Where did you get this information Henk? The Rodney was damaged in a storm in Dec 1940, was on her way to the US before rushing back to chase Bismarck. *After her refit she escorted convoys bound for Malta {Halberd Pedestal}, and escorted the landings for Husky Avalanche {Sicily Salerno} to prevent the Italian battleships from interfering. Hardly the place to send a ship that "couldn't face an enemy battleship"* I've never seen this claim, what is your source?



Udet said:


> Freebird...your comment that Bismarck scored no hits against the British battleships during her last stand presented perhaps as "evidence" that would indicate "poor" gunnery systems is 100% flawed.
> 
> Udet, read the whole thread, *I never claimed that Bismarck had poor gunnery*, I've agreed with delcyros that the Germans had excellent FC.
> 
> ...



*Correct, I agree with you 100% on this.* Lutjens was very astute in finding a way to shake off the British cruisers, and could not have been caught before France. 



> Number Two: if for some reason the Home Fleet could have made contact with a Bismarck running at full speed, then i do not want to think of the outcome of such battle.



The Bismarck was capable of running at higher speed, the damage was to the rudder, not the propellers.
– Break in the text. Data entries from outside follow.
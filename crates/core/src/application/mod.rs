// Application Layer - Worker loop, pool supervision and load generation

pub mod load;
pub mod pool;
pub mod worker;


// Re-exports
pub use load::{LoadGenerator, LoadSummary};
pub use pool::{PoolStats, ShutdownReport, WorkerPool};
pub use worker::{shutdown_channel, ShutdownSender, ShutdownToken, Worker};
If the Bismarck had been caught by "The Home Fleet" 4 battleships 2 Battlecruisers, 5 heavy cruisers? {Rodney, Ramillies, King G.V., Repulse, Renown} I think the outcome would be the same, although the British ships may have been damaged. 
. 


> I will say the same thing again and again: all that effort and commitment invested to downplay a battleship that during her first battle, when confronting 2 enemy battleships, turned one into a flare and horribly pounded the other -that could have been finished off as well- seems...odd.
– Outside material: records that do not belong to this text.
// SlowPoke Core - Bounded Queue, Tunable Service Time & Worker Pool
// NO network dependencies

pub mod application;
pub mod domain;
pub mod error;
pub mod port;

pub use error::{AppError, Result};

pub const VERSION: &str = env!("CARGO_PKG_VERSION");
*Udet, don't misunderstand me I'm not "downplaying" Bismarck, it was a very well designed ship.* {not surprising for German  } I posted a poll to see what opinions were, as there has been a myth that developed about it as a "supership", biggest guns, biggest Battleship etc. that simply are not true. In naval warfare you build the best ship that you can but as delcyros said alot of it turns out to be chance.



delcyros said:


> *The destruction of HMS Hood was unlucky and the engagement could easily have outturned with Bismarck resting on the seabed.*


*Thanks for your excellent data Delcyros, very helpful*



Soren said:


> I have to agree with Udet.
> 
> Hitting a ship which course is 100% predictable is easy, but hitting a ship which course is unpredictable and meanwhile not being able to lay all guns on because you can't steer you own vessel is a million times harder. Now on top of that the Bismarck didn't just have to face one foe, no it had to fight off *three first rate battleships* including allot of smaller cruisers and the like, an impossible task for any battleship.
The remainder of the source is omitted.